Can jokes
How can one make Death Row a little more fun?
Musical electric chairs.
What did A say to Y?
"You cannot be alpha like me." :)
Y said, "Why? (Y)"
If we can't see air, can fish see water?
Can I watch you?
Yes, you can watch me your watch.
No, I mean can I WATCH you?
I don't get it. 😑 *facepalm*.
OOOOOOH YOU MEAN WATCH WITH YOUR EYES! YES!
"Can we do 69?"
"How about 9/11 because we're going to crash tonight?"
Memes
(True story)
One day Sally's mom said, "I can just eat you up!" And Sally says, "No, you can't!" Then the mom asks why and Sally says, "Because I'm a beaner, and we don't taste good."
A bullet is like an arrow.
Nothing can stop it from going through your head.
What show can the orphan relate to... Full House.
Why can orphans get away with being bad at school? Because when the teacher says, "I want to have a parent/teacher conference," they just go about their day.
100% of blind people in Africa can't see. Together, we can stop this.
Bitch, I can make orange rhyme with banana. BORNANA.
Eating pork rinds, sword fightin' in pajamas at the crib playin' Fortnite with your grandma.
It looks like Will Smith slapped your hairline so hard that the dinosaurs can see it now.
I am sorry, but I need some text to work with. Please provide the text from the comments section so I can generate the JSON data for you.
Dear prince,
Gwen is dating Aiden! I can tell by the emojis! She does not like you or the way you talk to her, not one bit!
P.S. She is and will always be dating Aiden! Leave a comment.
Me: MOM, I'm tired.
Mom: Take a nap.
Me: No, I can't sleep if Dad isn't here.
Mom: *hangs picture of dad on her room wall* Well, now you can.

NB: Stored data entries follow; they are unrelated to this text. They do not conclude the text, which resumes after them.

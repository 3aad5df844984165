//! Member profile and onboarding
//!
//! New members pick a nickname, then one or more lifestyle tags.
//! [`Onboarding`] holds the form state between those steps.

use crate::error::{ServiceError, ServiceResult};
use crate::models::{Lifestyle, LifestyleSelection, Member, MemberUpdate};
use crate::nickname::{check_nickname, filter_nickname};
use homenote_client::{endpoints, ApiClient, RequestOptions};
use std::collections::BTreeSet;

#[derive(Debug, Clone)]
pub struct MemberService {
    client: ApiClient,
}

impl MemberService {
    #[inline]
    #[must_use]
    pub fn new(client: ApiClient) -> Self {
        Self { client }
    }

    /// Signed-in member
    pub async fn me(&self) -> ServiceResult<Member> {
        Ok(self.client.get_data(endpoints::MEMBERS_ME).await?)
    }

    /// Change the nickname after checking it locally
    ///
    /// # Errors
    /// - `ServiceError::Validation` if the nickname breaks a rule; nothing
    ///   is sent in that case
    pub async fn update_nickname(&self, nickname: &str) -> ServiceResult<Member> {
        check_nickname(nickname).map_err(|e| ServiceError::Validation(e.to_string()))?;

        let body = MemberUpdate {
            nickname: nickname.to_string(),
        };
        let member: Member = self
            .client
            .request_data(endpoints::MEMBERS_ME, RequestOptions::patch().with_json(&body)?)
            .await?;
        tracing::info!("Nickname updated for member {}", member.id);
        Ok(member)
    }

    /// Lifestyle tags, with the member's current selection
    pub async fn lifestyles(&self) -> ServiceResult<Vec<Lifestyle>> {
        Ok(self.client.get_data(endpoints::LIFESTYLES).await?)
    }

    /// Save the selected lifestyle tags
    ///
    /// # Errors
    /// - `ServiceError::Validation` when `ids` is empty
    pub async fn save_lifestyles(&self, ids: &[u64]) -> ServiceResult<()> {
        if ids.is_empty() {
            return Err(ServiceError::Validation(
                "select at least one lifestyle".to_string(),
            ));
        }
        let body = LifestyleSelection {
            lifestyle_ids: ids.to_vec(),
        };
        self.client
            .request_ok(endpoints::LIFESTYLES, RequestOptions::post().with_json(&body)?)
            .await?;
        Ok(())
    }
}

/// Onboarding step
#[derive(Debug, Clone, Copy, PartialEq, Eq)]
pub enum OnboardingStep {
    Nickname,
    Lifestyles,
    Done,
}

/// Onboarding form state
#[derive(Debug, Clone)]
pub struct Onboarding {
    step: OnboardingStep,
    nickname: String,
    selected: BTreeSet<u64>,
}

impl Onboarding {
    #[must_use]
    pub fn new() -> Self {
        Self {
            step: OnboardingStep::Nickname,
            nickname: String::new(),
            selected: BTreeSet::new(),
        }
    }

    #[inline]
    #[must_use]
    pub fn step(&self) -> OnboardingStep {
        self.step
    }

    #[inline]
    #[must_use]
    pub fn nickname(&self) -> &str {
        &self.nickname
    }

    /// Typed input; disallowed characters are dropped
    pub fn input_nickname(&mut self, raw: &str) -> &str {
        self.nickname = filter_nickname(raw);
        &self.nickname
    }

    /// Select or deselect a lifestyle; returns whether it is now selected
    pub fn toggle_lifestyle(&mut self, id: u64) -> bool {
        if self.selected.remove(&id) {
            false
        } else {
            self.selected.insert(id);
            true
        }
    }

    /// Selected lifestyle ids in ascending order
    #[must_use]
    pub fn selected(&self) -> Vec<u64> {
        self.selected.iter().copied().collect()
    }

    /// Submit the current step and advance
    ///
    /// # Errors
    /// - `ServiceError::Validation` for an invalid nickname or empty selection
    /// - API errors; the step does not advance
    pub async fn submit(&mut self, members: &MemberService) -> ServiceResult<OnboardingStep> {
        match self.step {
            OnboardingStep::Nickname => {
                members.update_nickname(&self.nickname).await?;
                self.step = OnboardingStep::Lifestyles;
            }
            OnboardingStep::Lifestyles => {
                members.save_lifestyles(&self.selected()).await?;
                self.step = OnboardingStep::Done;
            }
            OnboardingStep::Done => {}
        }
        Ok(self.step)
    }
}

impl Default for Onboarding {
    fn default() -> Self {
        Self::new()
    }
}
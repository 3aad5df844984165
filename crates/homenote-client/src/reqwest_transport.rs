//! Production transport backed by reqwest
//!
//! Two reqwest clients share one cookie jar: the buffered client carries
//! the request timeout, the streaming client only a connect timeout so a
//! long-lived event stream is not cut off. The jar holds the HttpOnly
//! refresh-token cookie between calls.

use crate::config::ClientConfig;
use crate::error::TransportError;
use crate::transport::{
    reason_phrase, HttpRequest, HttpResponse, HttpTransport, Method, StreamResponse,
};
use async_trait::async_trait;
use futures::StreamExt;
use reqwest::cookie::Jar;
use std::sync::Arc;

/// reqwest-based [`HttpTransport`]
#[derive(Debug, Clone)]
pub struct ReqwestTransport {
    client: reqwest::Client,
    stream_client: reqwest::Client,
}

impl ReqwestTransport {
    /// Build transport from client configuration
    ///
    /// # Errors
    /// - `TransportError::InvalidRequest` if the TLS backend cannot be initialised
    pub fn new(config: &ClientConfig) -> Result<Self, TransportError> {
        let jar = Arc::new(Jar::default());

        let client = reqwest::Client::builder()
            .cookie_provider(jar.clone())
            .user_agent(config.user_agent.clone())
            .connect_timeout(config.connect_timeout)
            .timeout(config.request_timeout)
            .build()?;

        let stream_client = reqwest::Client::builder()
            .cookie_provider(jar)
            .user_agent(config.user_agent.clone())
            .connect_timeout(config.connect_timeout)
            .build()?;

        Ok(Self {
            client,
            stream_client,
        })
    }

    fn build(client: &reqwest::Client, request: HttpRequest) -> reqwest::RequestBuilder {
        let method = match request.method {
            Method::Get => reqwest::Method::GET,
            Method::Post => reqwest::Method::POST,
            Method::Put => reqwest::Method::PUT,
            Method::Patch => reqwest::Method::PATCH,
            Method::Delete => reqwest::Method::DELETE,
        };

        let mut builder = client.request(method, &request.url);
        for (name, value) in &request.headers {
            builder = builder.header(name.as_str(), value.as_str());
        }
        if let Some(body) = request.body {
            builder = builder.body(body);
        }
        builder
    }

    fn headers_of(response: &reqwest::Response) -> Vec<(String, String)> {
        response
            .headers()
            .iter()
            .filter_map(|(name, value)| {
                value
                    .to_str()
                    .ok()
                    .map(|v| (name.as_str().to_string(), v.to_string()))
            })
            .collect()
    }
}

#[async_trait]
impl HttpTransport for ReqwestTransport {
    async fn send(&self, request: HttpRequest) -> Result<HttpResponse, TransportError> {
        let response = Self::build(&self.client, request).send().await?;

        let status = response.status();
        let headers = Self::headers_of(&response);
        let body = response.bytes().await?.to_vec();

        Ok(HttpResponse {
            status: status.as_u16(),
            status_text: reason_phrase(status.as_u16()).to_string(),
            headers,
            body,
        })
    }

    async fn open_stream(&self, request: HttpRequest) -> Result<StreamResponse, TransportError> {
        let response = Self::build(&self.stream_client, request).send().await?;

        let status = response.status();
        let headers = Self::headers_of(&response);
        let body = response
            .bytes_stream()
            .map(|chunk| chunk.map(|bytes| bytes.to_vec()).map_err(TransportError::from))
            .boxed();

        Ok(StreamResponse {
            status: status.as_u16(),
            status_text: reason_phrase(status.as_u16()).to_string(),
            headers,
            body,
        })
    }
}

Son: Dad, can I get a girlfriend?
Dad: Son, no, you are only 10, so no.
Son: Dad, I'm leaving to get a girlfriend.
Dad: Son, nooo, you are not my son!
Son: What did you say? *Son slaps the dad.*
Dad: Good, son, goodbye, get out of my home.
Son: Good, you can go move to a new home.
I have to call Bovfa. What's Bovfa? Bovfa deez nuts fit in your mouth.
My friend had a house FULL of okra, but it blew up and okra was everywhere.
I guess you can call that place Okra-homa!
See, I was always told puns are funny.
But I can see now they aren't punny.
What is the difference between a tree and a dog?
A dog can walk and a tree cannot walk.